And I was in Kyiv remember (and over the Holidays) – a large, metropolitan city so it probably has no relevance to other smaller cities – just for perspective.
...

4.   UW. are still not that much different than the AW (I paid more attention this time).  Sorry, it’s just true.
....
12.   UW (again).  Huge generalization here, but most of the women/girls I met “say” they do not even date Ukrainian or Russian men.  Young or old (old is defined as 35+ btw), it was pretty unanimous that they were content to not have a SO or only dated (infrequently) men from Europe, US, Australia, etc.   Australia seemed to be the most common btw – kind of surprised me.



Not bad Spectris, you'll find that your interpretations will grow and expand the more/longer you are associated with FSUW.  I will comment only on 4 and 12.

4> At the outset, this is true. Not a whole helluva lot of difference when meeting and initially dating -- however, the more time you spend together in a relationship and especially if you dwell in a cohabitational environment for any length of time, you will come to the conclusion that your initial impression could be slightly erroneous!  8)  There are indeed differences - some subtle, some in your face, some off the wall, etc.. but there really are.

I break it down in this simplistic way (so my feeble male mind can extend my survival one day at a time).
a) reactionary behaviors - those "responses" based on a man's behavior or, in other words, "womanly triggers"... not really so different in the "women are women everywhere" thought.  What attracts, turns them on, makes them happy, etc.

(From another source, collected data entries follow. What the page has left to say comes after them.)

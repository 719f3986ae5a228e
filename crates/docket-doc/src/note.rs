//! # Messages
//!
//! `note/message` is a free-text document. It has no regime, addons or
//! totals; the only rule is that it says something.

use docket_core::FieldErrors;
use serde::{Deserialize, Serialize};
use uuid::Uuid;

use crate::org::{clean, trim};
use crate::schema;
use crate::validate::REQUIRED;

/// A `note/message` document.
#[derive(Debug, Clone, PartialEq, Eq, Serialize, Deserialize)]
pub struct Message {
    /// Schema identity.
    #[serde(rename = "$schema", default = "message_schema")]
    pub schema: String,
    /// Identifier.
    #[serde(default, skip_serializing_if = "Option::is_none")]
    pub uuid: Option<Uuid>,
    /// Summary line.
    #[serde(default, skip_serializing_if = "Option::is_none")]
    pub title: Option<String>,
    /// Body.
    #[serde(default)]
    pub content: String,
}

fn message_schema() -> String {
    schema::MESSAGE.to_string()
}

impl Default for Message {
    fn default() -> Self {
        Self {
            schema: message_schema(),
            uuid: None,
            title: None,
            content: String::new(),
        }
    }
}

impl Message {
    /// A message with `content`.
    pub fn new(content: &str) -> Self {
        Self {
            content: content.to_string(),
            ..Default::default()
        }
    }

    /// Trim the title and content.
    pub fn normalize(&mut self) {
        self.schema = message_schema();
        clean(&mut self.title);
        trim(&mut self.content);
    }

    /// Intrinsic rules.
    pub fn validate(&self) -> FieldErrors {
        let mut errs = FieldErrors::new();
        if self.content.trim().is_empty() {
            errs.add("content", REQUIRED);
        }
        errs
    }
}

#[cfg(test)]
mod tests {
    use super::*;

    #[test]
    fn content_is_required() {
        let errs = Message::default().validate();
        assert_eq!(errs.message_at("content"), Some("cannot be blank"));
        assert!(Message::new("hello").validate().is_empty());
    }

    #[test]
    fn normalize_trims() {
        let mut m = Message {
            title: Some("  ".into()),
            content: " hello \n".into(),
            ..Default::default()
        };
        m.normalize();
        assert_eq!(m.title, None);
        assert_eq!(m.content, "hello");
    }

    #[test]
    fn parses_with_schema_default() {
        let m: Message = serde_json::from_value(serde_json::json!({"content": "x"})).unwrap();
        assert_eq!(m.schema, schema::MESSAGE);
    }
}
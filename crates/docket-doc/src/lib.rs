//! # docket-doc — Documents and Rules
//!
//! The document model and everything that acts on it:
//!
//! - **Model** (`bill`, `note`, `org`, `tax`, `pay`, `head`, `envelope`,
//!   `document`): invoices, messages and their substructures, the envelope
//!   header and the envelope itself.
//!
//! - **Rule definitions** (`defs`): regimes and addons as data, plus the
//!   [`RuleHooks`] trait for behaviour the data cannot express.
//!
//! - **Registry** (`registry`): regimes by country code and addons by key,
//!   resolved per document into a [`RuleContext`].
//!
//! - **Pipeline** (`normalize`, `scenarios`, `validate`, `calculator`):
//!   the normalizer and validator dispatch, the scenario engine and the
//!   fixed calculate sequence that ties them together.
//!
//! ## Crate Policy
//!
//! - Depends only on `docket-core` and `docket-crypto` internally.
//! - Concrete regimes and addons live in `docket-regimes`; nothing here
//!   names a country.

pub mod bill;
pub mod calculator;
pub mod defs;
pub mod document;
pub mod envelope;
pub mod head;
pub mod hooks;
pub mod normalize;
pub mod note;
pub mod org;
pub mod pay;
pub mod registry;
pub mod scenarios;
pub mod schema;
pub mod tax;
pub mod validate;

pub use bill::{CorrectionOptions, Invoice};
pub use document::Document;
pub use envelope::Envelope;
pub use head::{Header, Stamp};
pub use hooks::{Node, NodeRef, RuleHooks};
pub use note::Message;
pub use registry::{Registry, RegistryError, RuleContext};
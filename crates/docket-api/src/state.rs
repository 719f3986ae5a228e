//! # Application State
//!
//! Shared state for the Axum application: the rule registry and the
//! default signing key, held by the bulk engine so `/bulk` and the
//! single-document routes see the same configuration.

use std::sync::Arc;

use docket_crypto::PrivateKey;
use docket_doc::Registry;
use docket_engine::Bulk;

/// Shared application state passed to all route handlers.
#[derive(Clone)]
pub struct AppState {
    pub bulk: Bulk,
}

impl AppState {
    /// Create a new application state.
    pub fn new(registry: Arc<Registry>, default_key: PrivateKey) -> Self {
        Self {
            bulk: Bulk::new(registry, default_key),
        }
    }

    pub fn registry(&self) -> &Registry {
        self.bulk.registry()
    }

    /// Key used by `/sign` when the request carries none.
    pub fn default_key(&self) -> &PrivateKey {
        self.bulk.default_key()
    }
}

impl std::fmt::Debug for AppState {
    fn fmt(&self, f: &mut std::fmt::Formatter<'_>) -> std::fmt::Result {
        f.debug_struct("AppState")
            .field("default_kid", &self.default_key().kid())
            .finish_non_exhaustive()
    }
}
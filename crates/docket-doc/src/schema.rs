//! # Schema Identities
//!
//! Every document and envelope carries a `$schema` URL naming its shape.
//! The pipeline only needs the short name (`bill/invoice`) for scenario and
//! correction lookups, and the full identity to decide how to decode a
//! value.

/// Common prefix of every schema identity.
pub const BASE: &str = "https://gobl.org/draft-0/";

/// Envelope schema identity.
pub const ENVELOPE: &str = "https://gobl.org/draft-0/envelope";
/// Invoice schema identity.
pub const INVOICE: &str = "https://gobl.org/draft-0/bill/invoice";
/// Message schema identity.
pub const MESSAGE: &str = "https://gobl.org/draft-0/note/message";
/// Envelope header schema identity.
pub const HEADER: &str = "https://gobl.org/draft-0/head/header";
/// Header stamp schema identity.
pub const STAMP: &str = "https://gobl.org/draft-0/head/stamp";
/// Invoice correction options schema identity.
pub const CORRECTION_OPTIONS: &str = "https://gobl.org/draft-0/bill/correction-options";

/// Short name of the invoice schema.
pub const SHORT_INVOICE: &str = "bill/invoice";
/// Short name of the message schema.
pub const SHORT_MESSAGE: &str = "note/message";

/// Schemas that may appear as an envelope's document.
pub const DOCUMENTS: &[&str] = &[INVOICE, MESSAGE];

/// Every registered schema identity, sorted.
pub fn registered() -> Vec<&'static str> {
    let mut list = vec![
        CORRECTION_OPTIONS,
        ENVELOPE,
        HEADER,
        INVOICE,
        MESSAGE,
        STAMP,
    ];
    list.sort_unstable();
    list
}

/// Strip the common prefix: `https://gobl.org/draft-0/bill/invoice` →
/// `bill/invoice`.
pub fn short_name(id: &str) -> Option<&str> {
    id.strip_prefix(BASE).filter(|s| !s.is_empty())
}

/// Full identity of a document schema given its short name.
pub fn document_for(short: &str) -> Option<&'static str> {
    let short = short.trim_matches('/');
    DOCUMENTS
        .iter()
        .copied()
        .find(|id| short_name(id) == Some(short))
}

/// True if `id` names a document schema.
pub fn is_document(id: &str) -> bool {
    DOCUMENTS.contains(&id)
}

Nah, not really all that different, unless of course you include "what they do when pissed off" as a reactionary behavior to men's actions.. well then in that case... all bets are off... but I choose to group that with category B, which brings us to

b) assertive or initiatory behaviors - now it gets weird.  They are more prone to (sometimes quite bizarre) drama, pulling out all stops, having whatever pops into the mind fly out the oral orifice at, somehow, faster than the speed of the sound which carries it. There is no such thing as "disrespect" in a relationship... arguments can go absolutely no holds barred and then at the drop of a hat change to a mating sequence that will blow your mind and the argument forgotten (at least for that moment). 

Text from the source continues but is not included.